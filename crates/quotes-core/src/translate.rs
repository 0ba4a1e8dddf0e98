//! Translation of upstream failure signals into the [`QuoteError`] taxonomy.
//!
//! Upstream clients classify what they see (a status code, an embedded notice,
//! a payload that does not decode) into a [`FailureClass`]. The functions here
//! are pure so that a 429 response and a 200 response carrying a throttling
//! note end up as the same [`QuoteError::RateLimited`].

use crate::error::{FailureClass, QuoteError, UpstreamFailure};

/// Lowercase fragments that mark a provider notice as throttling.
const RATE_LIMIT_MARKERS: &[&str] = &[
    "rate limit",
    "call frequency",
    "too many requests",
    "requests per",
    "premium endpoint",
    "thank you for using alpha vantage",
];

/// Lowercase fragments that mark an error message as a credential rejection.
const API_KEY_MARKERS: &[&str] = &["apikey", "api key"];

/// Classifies a non-success HTTP status code.
#[must_use]
pub const fn classify_status(status: u16) -> FailureClass {
    match status {
        401 | 403 => FailureClass::Auth,
        404 => FailureClass::NotFound,
        429 => FailureClass::RateLimited,
        408 | 500..=599 => FailureClass::ServiceUnavailable,
        _ => FailureClass::Unknown,
    }
}

/// Classifies an informational notice embedded in a successful response.
///
/// Only throttling-shaped text is treated as a rate limit; anything else is
/// unknown.
#[must_use]
pub fn classify_notice(text: &str) -> FailureClass {
    let lower = text.to_lowercase();
    if RATE_LIMIT_MARKERS.iter().any(|m| lower.contains(m)) {
        FailureClass::RateLimited
    } else {
        FailureClass::Unknown
    }
}

/// Classifies an error message embedded in a successful response.
///
/// The provider rejects a missing or invalid key with a 200 response, so a
/// message about the key is an auth failure. Any other message means the
/// requested resource does not exist.
#[must_use]
pub fn classify_error_message(text: &str) -> FailureClass {
    let lower = text.to_lowercase();
    if API_KEY_MARKERS.iter().any(|m| lower.contains(m)) {
        FailureClass::Auth
    } else {
        FailureClass::NotFound
    }
}

/// Maps an upstream failure onto the caller-facing taxonomy.
#[must_use]
pub fn translate(failure: &UpstreamFailure) -> QuoteError {
    let message = failure.message.clone();
    match failure.class {
        FailureClass::Auth => QuoteError::Auth(message),
        FailureClass::NotFound => QuoteError::NotFound(message),
        FailureClass::RateLimited => QuoteError::RateLimited(message),
        FailureClass::ServiceUnavailable => QuoteError::UpstreamUnavailable(message),
        FailureClass::Malformed => {
            QuoteError::Unknown(format!("Malformed upstream payload: {message}"))
        }
        FailureClass::Unknown => QuoteError::Unknown(message),
    }
}

impl From<UpstreamFailure> for QuoteError {
    fn from(failure: UpstreamFailure) -> Self {
        translate(&failure)
    }
}
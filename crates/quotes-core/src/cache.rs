//! Cache trait for storing fetched market data.
//!
//! This module defines the [`QuoteCache`] trait that provides a unified
//! interface for the time-bounded result store sitting in front of the
//! upstream provider.

use async_trait::async_trait;
use chrono::{DateTime, Utc};
use std::fmt::Debug;
use std::time::Duration;

use crate::{request::CacheKey, types::MarketData};

/// Time-to-live applied to every cache entry.
pub const DEFAULT_TTL: Duration = Duration::from_secs(120);

/// A cached value with its age information, as returned by [`QuoteCache::peek`].
#[derive(Clone, Debug, PartialEq)]
pub struct CachedEntry {
    /// The cached payload.
    pub value: MarketData,
    /// When the value was stored.
    pub stored_at: DateTime<Utc>,
    /// The TTL the entry was judged against.
    pub ttl: Duration,
    /// True once the entry has outlived its TTL.
    pub stale: bool,
}

/// Trait for caching fetched market data.
///
/// Implementations must tolerate concurrent readers and writers. Expiry is
/// lazy: [`get`](QuoteCache::get) never returns an entry whose age has reached
/// the TTL, but such entries may stay in the backing store until overwritten
/// or purged.
#[async_trait]
pub trait QuoteCache: Send + Sync + Debug {
    /// Returns the value stored under `key` if it is still fresh.
    async fn get(&self, key: &CacheKey) -> Option<MarketData>;

    /// Stores `value` under `key`, replacing any previous entry.
    async fn put(&self, key: CacheKey, value: MarketData);

    /// Returns the entry under `key` with its staleness, fresh or not.
    async fn peek(&self, key: &CacheKey) -> Option<CachedEntry>;

    /// Removes expired entries.
    ///
    /// Returns the number of entries removed.
    async fn purge_expired(&self) -> usize;

    /// Clears all cached data.
    async fn clear(&self);
}
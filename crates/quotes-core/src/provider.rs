//! Provider trait for fetching market data from an upstream service.

use async_trait::async_trait;
use std::fmt::Debug;

use crate::{error::UpstreamFailure, request::MarketDataRequest, types::MarketData};

/// An upstream market data source.
///
/// Implementations perform exactly one outbound call per [`fetch`](Self::fetch)
/// and never retry. Failures carry a [`FailureClass`](crate::FailureClass)
/// which the caller translates into a [`QuoteError`](crate::QuoteError).
#[async_trait]
pub trait MarketDataProvider: Send + Sync + Debug {
    /// Returns the name of this provider (e.g., "Alpha Vantage").
    fn name(&self) -> &str;

    /// Fetches the result for one request.
    async fn fetch(&self, request: &MarketDataRequest) -> Result<MarketData, UpstreamFailure>;
}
───
> GOAL OF THE EXERCISE
Look through the records above and please copy every line in which the string "contains" occurs.

> WRITTEN SOLUTION
    if RATE_LIMIT_MARKERS.iter().any(|m| lower.contains(m)) {
    if API_KEY_MARKERS.iter().any(|m| lower.contains(m)) {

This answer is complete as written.